Over the next 15 minutes, Zarena describes her work, telling Pasha that she has been collecting waste for 25 years. Pasha’s wife Salma Khanum, 27, is feeding their baby and listening in. Suddenly, she takes the recorder from Pasha and begins to ask Zarena the more personal questions — about Zarena’s family, challenges at home, how she balances work and life, her dreams.
The interview being recorded will air on Radio Active 90.4MHz, on which Pasha and Salma run a show called Kasa Shramika Parisara Rakshaka (Garbage Collectors are Environment Protectors) that airs four times a week. Today, Zarena is their guest speaker.
The couple has been running the show for close to six years now. Over the years, they have debated various aspects of the waste collectors’ lives: how they obtain identity cards, their children’s education, health and so on.

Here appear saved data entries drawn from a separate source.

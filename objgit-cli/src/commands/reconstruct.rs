use anyhow::Result;
use colored::Colorize;
use objgit_core::Host;
use std::path::PathBuf;

pub fn run(commit_id: String, dir: Option<PathBuf>) -> Result<()> {
    let mut workspace = super::open(dir)?;
    let commit = super::resolve_commit(&workspace.repo, &commit_id)?;

    let pending = workspace.repo.status(&workspace.host)?;
    if !pending.is_empty() {
        println!(
            "{} {} uncommitted change(s) will be discarded",
            "Warning:".yellow().bold(),
            pending.len()
        );
    }

    let super::Workspace { repo, host, .. } = &mut workspace;
    repo.reconstruct_workspace(host, &commit.commit_id)?;

    println!("{}", "✓ Workspace reconstructed".green().bold());
    crate::display::print_commit_summary(&commit);
    println!(
        "  {}: {}",
        "Objects".bold(),
        workspace.host.object_ids()?.len()
    );

    Ok(())
}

Across India, community radio stations like Radio Active have been giving a voice to the marginalised, and with a growing following of listeners, are beginning to show they could have the power to bring about change.
I ask Pasha how radio has changed his life, and he says, with tears in his eyes, “Who wants to allow a waste collector to talk? I never thought there would be so many people who would listen to us.” Six years ago, he was a truck driver, while Salma sorted waste to earn a living. He would regularly accompany her to meetings organised by Hasirudala, an organisation that helps waste collectors. “During one such meeting, people from Radio Active heard my voice and asked if I would host a show. Since then, there has been no looking back,” he says.
Voice on air
Over the years, Pasha and Salma have become the voice of their community. “If a waste collector has a problem, they approach us and we discuss possible solutions on air,” he says. The couple even addressed a case of sexual harassment that forced the heads of the collection centres to make workplaces safe for women. Radio Active, which launched in 2007, provides a platform for people from different walks of life, and airs shows that strike a chord with a large number of ordinary people — autorickshaw drivers, members of the transgender community, garment workers and people living with HIV.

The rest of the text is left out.